By Andrew Hamlin
Northwest Asian Weekly
Local composer Garett Fisher’s new project is a collaboration with the Takeda Noh Troupe, led by famous Noh theater actor Munenori Takeda. The “Tomoe + Yoshinaka” program, running Sept. 26th through Sept. 28th at Seattle’s ACT Theatre, will present Troupe’s version of the classic Noh opera “Tomoe,” plus Garrett’s modern-opera adaptation of the same story called “Yoshinaka.” Mr. Fisher took some questions over e-mail.
NWAW: How did you first become interested in Japanese Noh drama and Japanese culture in general? How did your knowledge of Noh drama grow and change over time?
Garrett Fisher: When I was at Oberlin, I worked in the conservatory’s music library. I catalogued all incoming CD’s and DVD’s and so I listened to a wide variety of recordings from different genres and traditions. While at Oberlin, I also spent a semester in London on a theatre program. Over the course of my time there, I studied various forms of theater in the college. It was then that I grew interested in many kinds of formalistic theater, including Chinese opera, Elizabethan drama, Ancient Greek tragedy, and Japanese Noh theatre. I thought that these forms’ structures–often based on simple, clear premises–created clear, grounded structures that supported my more fluid compositional style.
When I moved to Seattle, I had the opportunity to meet and work with performers interested in Asian music traditions. I got to know Taiko performers, as well as Noh performers. Noh dramas are often based on very simple plots. I’m drawn to how their simplicity gives way to a deep, rich undercurrent of meaning. The words can often mean multiple things at once, and sometimes the plot becomes secondary to the development of themes and metaphors. The concept of time in Noh drama is different than in Western drama –it’s more elastic. In Hollywood films, for example, there also seems to be a sense of urgency to the plot which I think reflects our modern world.

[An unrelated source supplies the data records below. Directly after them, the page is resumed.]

impl<'a> ValueNumberAnalysis<'a> {
    /// Creates an analysis for one method.
    ///
    /// At entry to the method each local holds (as far as we know) a unique
    /// value, so one fresh value number is allocated per local slot; for
    /// instance methods, slot 0 is the `this` reference.
    #[must_use]
    pub fn new(cfg: &'a ControlFlowGraph, method: &'a MethodDesc) -> Self {
        let mut factory = ValueNumberFactory::new();
        let num_locals = usize::from(method.max_locals());
        let entry_values: Vec<ValueNumber> =
            (0..num_locals).map(|_| factory.create_fresh()).collect();
        let this_value = if method.is_static() {
            None
        } else {
            entry_values.first().copied()
        };

        let block_bound = cfg.block_bound();
        Self {
            cfg,
            method,
            callback: None,
            factory,
            cache: ValueNumberCache::new(),
            merge_tree: MergeTree::new(),
            constants: HashMap::new(),
            entry_values,
            this_value,
            exception_values: HashMap::new(),
            in_facts: (0..block_bound)
                .map(|_| ValueNumberFrame::new(num_locals))
                .collect(),
            out_facts: (0..block_bound)
                .map(|_| ValueNumberFrame::new(num_locals))
                .collect(),
            facts_at: HashMap::new(),
            facts_after: HashMap::new(),
            top_frame: ValueNumberFrame::new(num_locals),
            iterations: 0,
            compacted: false,
        }
    }

    /// Attaches a lookup-failure callback for symbol-resolution diagnostics.
    #[must_use]
    pub fn with_callback(mut self, callback: &'a dyn LookupFailureCallback) -> Self {
        self.callback = Some(callback);
        self
    }

    /// Runs the analysis to its fixpoint.
    ///
    /// # Errors
    ///
    /// Internal-consistency faults (cache inconsistency, stack accounting
    /// violations) abort the run; the method should then be skipped by the
    /// caller. Exhaustion of the worklist is the normal exit.
    pub fn execute(&mut self) -> Result<()> {
        if self.cfg.block_count() == 0 {
            return Ok(());
        }
        let entry = self.cfg.entry();

        let order = reverse_postorder(self.cfg, NodeId::new(entry.index()));
        let mut worklist: VecDeque<BlockId> =
            order.iter().map(|node| BlockId::new(node.index())).collect();
        let mut in_worklist = vec![false; self.cfg.block_bound()];
        for block in &worklist {
            in_worklist[block.index()] = true;
        }

        while let Some(block) = worklist.pop_front() {
            in_worklist[block.index()] = false;
            self.iterations += 1;

            self.compute_start_fact(block, entry)?;
            let changed = self.transfer_block(block)?;

            if changed {
                for successor in self.cfg.successors(block) {
                    if !in_worklist[successor.index()] {
                        worklist.push_back(successor);
                        in_worklist[successor.index()] = true;
                    }
                }
            }
        }
        Ok(())
    }

    /// Recomputes the block's entry frame from its predecessors.
    ///
    /// The frame is reset to top and every predecessor exit fact is merged
    /// in; the one-merge memos stored in the frame survive the reset, which
    /// is what makes repeated merges of the same pair reuse the same merge
    /// value across iterations.
    fn compute_start_fact(&mut self, block: BlockId, entry: BlockId) -> Result<()> {
        if block == entry {
            let entry_values = self.entry_values.clone();
            self.in_facts[block.index()].init_entry(&entry_values);
            return Ok(());
        }

        let is_handler = self
            .cfg
            .block(block)
            .is_some_and(|b| b.is_exception_handler());
        let num_locals = usize::from(self.method.max_locals());

        // Handler entries need their memoized exception value before the
        // split borrows below
        let exception_value = if is_handler {
            Some(self.exception_value(block))
        } else {
            None
        };

        let in_edges: Vec<BlockId> = self.cfg.in_edges(block).map(|(_, pred, _)| pred).collect();

        let in_fact = &mut self.in_facts[block.index()];
        in_fact.make_top();

        for pred in in_edges {
            let pred_fact = &self.out_facts[pred.index()];
            if let Some(exception_value) = exception_value {
                if pred_fact.is_valid() {
                    // Clear the stack and push a single entry for the
                    // exception object; locals still merge normally
                    let mut adjusted = ValueNumberFrame::new(num_locals);
                    adjusted.copy_from(pred_fact);
                    adjusted.clear_stack();
                    adjusted.push_value(exception_value)?;
                    in_fact.merge_with(&adjusted, &mut self.factory, &mut self.merge_tree)?;
                    continue;
                }
            }
            in_fact.merge_with(pred_fact, &mut self.factory, &mut self.merge_tree)?;
        }
        Ok(())
    }

    /// Transfers the block's instructions, recording per-location frames.
    ///
    /// Returns `true` if the block's exit fact changed.
    fn transfer_block(&mut self, block: BlockId) -> Result<bool> {
        let Some(basic_block) = self.cfg.block(block) else {
            return Ok(false);
        };

        let mut fact = self.in_facts[block.index()].clone();
        if fact.is_valid() {
            let mut transfer = TransferFunction::new(
                &mut self.factory,
                &mut self.cache,
                &mut self.constants,
                self.callback,
            );
            for (index, instruction) in basic_block.instructions().iter().enumerate() {
                let location = Location::new(block, index);
                self.facts_at.insert(location, fact.clone());
                transfer.model_instruction(location, instruction, &mut fact)?;
                self.facts_after.insert(location, fact.clone());
            }
        }

        let changed = !fact.same_as(&self.out_facts[block.index()]);
        if changed {
            self.out_facts[block.index()] = fact;
        }
        Ok(changed)
    }

    /// Returns the memoized caught-exception value of a handler block.
    fn exception_value(&mut self, handler: BlockId) -> ValueNumber {
        if let Some(&value) = self.exception_values.get(&handler) {
            return value;
        }
        let value = self.factory.create_fresh();
        self.exception_values.insert(handler, value);
        value
    }

    /// Returns the frame before the instruction at a location.
    ///
    /// For locations the analysis never reached, the lattice top frame is
    /// returned rather than an absence.
    #[must_use]
    pub fn fact_at_location(&self, location: Location) -> &ValueNumberFrame {
        self.facts_at.get(&location).unwrap_or(&self.top_frame)
    }

    /// Returns the frame after the instruction at a location.
    #[must_use]
    pub fn fact_after_location(&self, location: Location) -> &ValueNumberFrame {
        self.facts_after.get(&location).unwrap_or(&self.top_frame)
    }

    /// Returns the frame at a block's entry.
    #[must_use]
    pub fn start_fact(&self, block: BlockId) -> &ValueNumberFrame {
        self.in_facts.get(block.index()).unwrap_or(&self.top_frame)
    }

    /// Returns the frame at a block's exit.
    #[must_use]
    pub fn result_fact(&self, block: BlockId) -> &ValueNumberFrame {
        self.out_facts.get(block.index()).unwrap_or(&self.top_frame)
    }

    /// Returns the entry value of a local slot.
    #[must_use]
    pub fn entry_value(&self, local: usize) -> Option<ValueNumber> {
        self.entry_values.get(local).copied()
    }

    /// Returns the value representing `this`, for instance methods.
    #[must_use]
    pub const fn this_value(&self) -> Option<ValueNumber> {
        self.this_value
    }

    /// Returns `true` if the value is the method's `this` reference.
    #[must_use]
    pub fn is_this_value(&self, value: ValueNumber) -> bool {
        self.this_value == Some(value)
    }

    /// Returns the entry value number of each declared parameter.
    ///
    /// Derived from the method signature's arity and the static-vs-instance
    /// shift; parameter `i` of the result corresponds to declared parameter
    /// `i` (the implicit receiver is [`this_value`](Self::this_value), not
    /// listed here).
    #[must_use]
    pub fn parameter_values(&self) -> Vec<ValueNumber> {
        self.method
            .parameter_slots()
            .into_iter()
            .filter_map(|slot| self.entry_value(usize::from(slot)))
            .collect()
    }

    /// Returns the number of value numbers allocated so far.
    #[must_use]
    pub const fn num_values_allocated(&self) -> u32 {
        self.factory.num_values_allocated()
    }

    /// Returns the merge tree recording phi provenance.
    #[must_use]
    pub const fn merge_tree(&self) -> &MergeTree {
        &self.merge_tree
    }

    /// Returns the number of block visits the fixpoint performed.
    #[must_use]
    pub const fn iterations(&self) -> usize {
        self.iterations
    }

    /// Renumbers the values observed in retained frames to a dense `0..k`.
    ///
    /// Values allocated during iteration but absent from every retained
    /// frame are purged. Available-load maps are purged as part of
    /// compaction; only slot-level queries remain meaningful afterwards.
    /// Must be called at most once, after [`execute`](Self::execute).
    ///
    /// # Errors
    ///
    /// An internal fault if called a second time.
    pub fn compact_value_numbers(&mut self) -> Result<u32> {
        if self.compacted {
            return Err(internal_error!("value numbers were already compacted"));
        }
        self.compacted = true;

        // Discover used values in deterministic block/location order
        let mut remap: HashMap<u32, u32> = HashMap::new();
        let mut discover = |frame: &ValueNumberFrame| {
            if !frame.is_valid() {
                return;
            }
            for slot in 0..frame.num_slots() {
                if let Ok(value) = frame.value(slot) {
                    let next = remap.len() as u32;
                    remap.entry(value.number()).or_insert(next);
                }
            }
        };

        for index in 0..self.cfg.block_bound() {
            let block = BlockId::new(index);
            discover(&self.in_facts[index]);
            if let Some(basic_block) = self.cfg.block(block) {
                for i in 0..basic_block.len() {
                    let location = Location::new(block, i);
                    if let Some(frame) = self.facts_at.get(&location) {
                        discover(frame);
                    }
                    if let Some(frame) = self.facts_after.get(&location) {
                        discover(frame);
                    }
                }
            }
            discover(&self.out_facts[index]);
        }

        let count = remap.len() as u32;

        for frame in self.in_facts.iter_mut().chain(self.out_facts.iter_mut()) {
            frame.compact(&remap);
        }
        for frame in self.facts_at.values_mut().chain(self.facts_after.values_mut()) {
            frame.compact(&remap);
        }
        for value in &mut self.entry_values {
            if let Some(&new) = remap.get(&value.number()) {
                *value = ValueNumber::new(new, value.flags());
            }
        }
        self.this_value = self.this_value.and_then(|value| {
            remap
                .get(&value.number())
                .map(|&new| ValueNumber::new(new, value.flags()))
        });
        self.exception_values.retain(|_, value| {
            if let Some(&new) = remap.get(&value.number()) {
                *value = ValueNumber::new(new, value.flags());
                true
            } else {
                false
            }
        });

        self.factory.set_compacted_count(count);
        Ok(count)
    }
}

In Noh, there is an appreciation of silence and stillness, with the understanding that these elements can be as equally powerful as bombastic Wagnerian chords. Small, subtle gestures and movements can mean large things. I think Noh theatre has broadened my understanding of what “dramatic” can mean.
NWAW: What is the history and standard features of Noh?
Garrett Fisher: Noh is the oldest classical dance-dramas in Japan. It was developed in the 14th century from religious sources and folk myths. It is a combination of drama, music, and dance. Noh is also one of the five major forms of traditional Japanese theater. After 1374, Noh was patronized by the warrior class, whereas Kabuki (traditional theater) and Bunraku (classical puppetry) developed later for the common people. Noh is characterized by symbolic gestures and simple sets. There is no curtain between the stage and the audience, as in other traditional theater. The chief actor (shite) and his associates (shite-zure) wear various kinds of masks (Noh-men) to denote the characters they represent, such as an old man, a samurai, a young woman, a demon, an animal, or a supernatural being. Additionally, it is common for men to play the roles of female characters. As part of this evening, in the traditional Noh opera Tomoe (the first half of the evening, before my “Yoshinaka”), Mr. Takeda will perform the role of the woman warrior Tomoe.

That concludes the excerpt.